> _Activity_:
Top to bottom, every record is to be copied word for word.

> _Excerpted data_:

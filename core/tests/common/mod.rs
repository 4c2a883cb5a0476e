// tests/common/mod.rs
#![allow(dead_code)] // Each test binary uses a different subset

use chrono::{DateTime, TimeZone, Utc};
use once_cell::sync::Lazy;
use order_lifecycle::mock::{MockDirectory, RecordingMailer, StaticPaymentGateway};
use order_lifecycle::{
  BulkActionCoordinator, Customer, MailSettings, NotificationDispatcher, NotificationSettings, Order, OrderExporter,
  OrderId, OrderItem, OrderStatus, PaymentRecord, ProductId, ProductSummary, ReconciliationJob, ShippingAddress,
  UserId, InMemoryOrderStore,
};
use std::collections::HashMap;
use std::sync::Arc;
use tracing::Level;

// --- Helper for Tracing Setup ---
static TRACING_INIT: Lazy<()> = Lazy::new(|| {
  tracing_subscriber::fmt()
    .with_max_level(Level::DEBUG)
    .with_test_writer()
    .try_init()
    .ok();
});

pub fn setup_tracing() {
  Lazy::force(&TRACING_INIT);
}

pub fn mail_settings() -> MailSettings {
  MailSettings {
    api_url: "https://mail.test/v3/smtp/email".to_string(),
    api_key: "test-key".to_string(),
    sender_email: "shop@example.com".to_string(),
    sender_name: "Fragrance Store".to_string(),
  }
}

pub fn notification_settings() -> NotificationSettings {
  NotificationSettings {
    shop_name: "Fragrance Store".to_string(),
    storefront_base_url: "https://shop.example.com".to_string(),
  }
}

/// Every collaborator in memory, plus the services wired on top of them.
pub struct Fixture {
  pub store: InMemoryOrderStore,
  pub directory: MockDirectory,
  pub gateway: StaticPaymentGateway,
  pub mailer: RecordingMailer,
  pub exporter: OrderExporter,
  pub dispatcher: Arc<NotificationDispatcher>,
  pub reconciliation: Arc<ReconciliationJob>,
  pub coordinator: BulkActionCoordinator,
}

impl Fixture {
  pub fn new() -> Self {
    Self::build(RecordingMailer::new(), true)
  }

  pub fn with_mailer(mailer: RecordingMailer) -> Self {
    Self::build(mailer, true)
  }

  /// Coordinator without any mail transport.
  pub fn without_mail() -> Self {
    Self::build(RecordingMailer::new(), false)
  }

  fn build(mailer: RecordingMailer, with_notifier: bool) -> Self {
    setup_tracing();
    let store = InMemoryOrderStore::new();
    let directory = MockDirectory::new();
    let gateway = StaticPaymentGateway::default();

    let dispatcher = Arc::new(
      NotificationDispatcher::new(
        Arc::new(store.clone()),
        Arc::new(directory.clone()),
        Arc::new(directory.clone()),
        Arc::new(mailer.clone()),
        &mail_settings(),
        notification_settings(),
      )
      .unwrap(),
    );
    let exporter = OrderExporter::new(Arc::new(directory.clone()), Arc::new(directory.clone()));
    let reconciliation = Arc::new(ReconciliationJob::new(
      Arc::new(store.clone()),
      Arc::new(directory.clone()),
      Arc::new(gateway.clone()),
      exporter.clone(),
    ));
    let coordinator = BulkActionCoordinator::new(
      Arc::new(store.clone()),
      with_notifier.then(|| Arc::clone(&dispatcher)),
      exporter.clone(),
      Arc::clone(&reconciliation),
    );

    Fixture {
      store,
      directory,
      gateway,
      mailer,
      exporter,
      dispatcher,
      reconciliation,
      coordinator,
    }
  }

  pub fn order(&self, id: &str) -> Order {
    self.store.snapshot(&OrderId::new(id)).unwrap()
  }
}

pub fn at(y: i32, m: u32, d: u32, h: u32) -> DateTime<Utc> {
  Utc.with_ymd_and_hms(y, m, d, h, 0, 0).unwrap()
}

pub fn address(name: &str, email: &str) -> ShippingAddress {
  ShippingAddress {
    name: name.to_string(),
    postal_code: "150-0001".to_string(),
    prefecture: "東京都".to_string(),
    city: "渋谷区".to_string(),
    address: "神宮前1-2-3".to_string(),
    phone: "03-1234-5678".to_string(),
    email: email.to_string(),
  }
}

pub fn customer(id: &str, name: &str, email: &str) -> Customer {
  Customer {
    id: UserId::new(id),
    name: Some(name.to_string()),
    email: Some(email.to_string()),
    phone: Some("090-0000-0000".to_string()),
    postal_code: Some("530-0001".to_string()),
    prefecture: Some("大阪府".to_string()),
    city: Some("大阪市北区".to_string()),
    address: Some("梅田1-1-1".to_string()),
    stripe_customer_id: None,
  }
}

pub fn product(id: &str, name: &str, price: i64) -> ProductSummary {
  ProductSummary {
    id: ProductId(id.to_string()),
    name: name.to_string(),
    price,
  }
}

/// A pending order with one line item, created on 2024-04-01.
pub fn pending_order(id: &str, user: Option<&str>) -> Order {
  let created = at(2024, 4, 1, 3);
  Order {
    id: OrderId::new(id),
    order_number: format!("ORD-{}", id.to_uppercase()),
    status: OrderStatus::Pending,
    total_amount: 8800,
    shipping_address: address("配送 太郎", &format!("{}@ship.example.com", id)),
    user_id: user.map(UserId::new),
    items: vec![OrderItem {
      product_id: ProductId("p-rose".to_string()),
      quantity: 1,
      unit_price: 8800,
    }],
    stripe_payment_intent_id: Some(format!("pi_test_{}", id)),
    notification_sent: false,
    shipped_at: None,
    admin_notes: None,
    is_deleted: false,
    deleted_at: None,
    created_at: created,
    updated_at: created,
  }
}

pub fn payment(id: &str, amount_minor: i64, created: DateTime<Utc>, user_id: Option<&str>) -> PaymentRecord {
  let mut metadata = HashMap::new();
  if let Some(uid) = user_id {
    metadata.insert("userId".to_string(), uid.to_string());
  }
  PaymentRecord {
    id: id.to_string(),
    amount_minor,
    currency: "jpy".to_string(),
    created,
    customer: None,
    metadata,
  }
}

> _Your solution_:
filename core/tests/common/mod.rs
repository 4c2a883cb5a0476e
// tests/common/mod.rs
#![allow(dead_code)] // Each test binary uses a different subset

use chrono::{DateTime, TimeZone, Utc};
use once_cell::sync::Lazy;
use order_lifecycle::mock::{MockDirectory, RecordingMailer, StaticPaymentGateway};
use order_lifecycle::{
  BulkActionCoordinator, Customer, MailSettings, NotificationDispatcher, NotificationSettings, Order, OrderExporter,
  OrderId, OrderItem, OrderStatus, PaymentRecord, ProductId, ProductSummary, ReconciliationJob, ShippingAddress,
  UserId, InMemoryOrderStore,
};
use std::collections::HashMap;
use std::sync::Arc;
use tracing::Level;

// --- Helper for Tracing Setup ---
static TRACING_INIT: Lazy<()> = Lazy::new(|| {
  tracing_subscriber::fmt()
    .with_max_level(Level::DEBUG)
    .with_test_writer()
    .try_init()
    .ok();
});

pub fn setup_tracing() {
  Lazy::force(&TRACING_INIT);
}

pub fn mail_settings() -> MailSettings {
  MailSettings {
    api_url: "https://mail.test/v3/smtp/email".to_string(),
    api_key: "test-key".to_string(),
    sender_email: "shop@example.com".to_string(),
    sender_name: "Fragrance Store".to_string(),
  }
}

pub fn notification_settings() -> NotificationSettings {
  NotificationSettings {
    shop_name: "Fragrance Store".to_string(),
    storefront_base_url: "https://shop.example.com".to_string(),
  }
}

/// Every collaborator in memory, plus the services wired on top of them.
pub struct Fixture {
  pub store: InMemoryOrderStore,
  pub directory: MockDirectory,
  pub gateway: StaticPaymentGateway,
  pub mailer: RecordingMailer,
  pub exporter: OrderExporter,
  pub dispatcher: Arc<NotificationDispatcher>,
  pub reconciliation: Arc<ReconciliationJob>,
  pub coordinator: BulkActionCoordinator,
}

impl Fixture {
  pub fn new() -> Self {
    Self::build(RecordingMailer::new(), true)
  }

  pub fn with_mailer(mailer: RecordingMailer) -> Self {
    Self::build(mailer, true)
  }

  /// Coordinator without any mail transport.
  pub fn without_mail() -> Self {
    Self::build(RecordingMailer::new(), false)
  }

  fn build(mailer: RecordingMailer, with_notifier: bool) -> Self {
    setup_tracing();
    let store = InMemoryOrderStore::new();
    let directory = MockDirectory::new();
    let gateway = StaticPaymentGateway::default();

    let dispatcher = Arc::new(
      NotificationDispatcher::new(
        Arc::new(store.clone()),
        Arc::new(directory.clone()),
        Arc::new(directory.clone()),
        Arc::new(mailer.clone()),
        &mail_settings(),
        notification_settings(),
      )
      .unwrap(),
    );
    let exporter = OrderExporter::new(Arc::new(directory.clone()), Arc::new(directory.clone()));
    let reconciliation = Arc::new(ReconciliationJob::new(
      Arc::new(store.clone()),
      Arc::new(directory.clone()),
      Arc::new(gateway.clone()),
      exporter.clone(),
    ));
    let coordinator = BulkActionCoordinator::new(
      Arc::new(store.clone()),
      with_notifier.then(|| Arc::clone(&dispatcher)),
      exporter.clone(),
      Arc::clone(&reconciliation),
    );

    Fixture {
      store,
      directory,
      gateway,
      mailer,
      exporter,
      dispatcher,
      reconciliation,
      coordinator,
    }
  }

  pub fn order(&self, id: &str) -> Order {
    self.store.snapshot(&OrderId::new(id)).unwrap()
  }
}

pub fn at(y: i32, m: u32, d: u32, h: u32) -> DateTime<Utc> {
  Utc.with_ymd_and_hms(y, m, d, h, 0, 0).unwrap()
}

pub fn address(name: &str, email: &str) -> ShippingAddress {
  ShippingAddress {
    name: name.to_string(),
    postal_code: "150-0001".to_string(),
    prefecture: "東京都".to_string(),
    city: "渋谷区".to_string(),
    address: "神宮前1-2-3".to_string(),
    phone: "03-1234-5678".to_string(),
    email: email.to_string(),
  }
}

pub fn customer(id: &str, name: &str, email: &str) -> Customer {
  Customer {
    id: UserId::new(id),
    name: Some(name.to_string()),
    email: Some(email.to_string()),
    phone: Some("090-0000-0000".to_string()),
    postal_code: Some("530-0001".to_string()),
    prefecture: Some("大阪府".to_string()),
    city: Some("大阪市北区".to_string()),
    address: Some("梅田1-1-1".to_string()),
    stripe_customer_id: None,
  }
}

pub fn product(id: &str, name: &str, price: i64) -> ProductSummary {
  ProductSummary {
    id: ProductId(id.to_string()),
    name: name.to_string(),
    price,
  }
}

/// A pending order with one line item, created on 2024-04-01.
pub fn pending_order(id: &str, user: Option<&str>) -> Order {
  let created = at(2024, 4, 1, 3);
  Order {
    id: OrderId::new(id),
    order_number: format!("ORD-{}", id.to_uppercase()),
    status: OrderStatus::Pending,
    total_amount: 8800,
    shipping_address: address("配送 太郎", &format!("{}@ship.example.com", id)),
    user_id: user.map(UserId::new),
    items: vec![OrderItem {
      product_id: ProductId("p-rose".to_string()),
      quantity: 1,
      unit_price: 8800,
    }],
    stripe_payment_intent_id: Some(format!("pi_test_{}", id)),
    notification_sent: false,
    shipped_at: None,
    admin_notes: None,
    is_deleted: false,
    deleted_at: None,
    created_at: created,
    updated_at: created,
  }
}

pub fn payment(id: &str, amount_minor: i64, created: DateTime<Utc>, user_id: Option<&str>) -> PaymentRecord {
  let mut metadata = HashMap::new();
  if let Some(uid) = user_id {
    metadata.insert("userId".to_string(), uid.to_string());
  }
  PaymentRecord {
    id: id.to_string(),
    amount_minor,
    currency: "jpy".to_string(),
    created,
    customer: None,
    metadata,
  }
}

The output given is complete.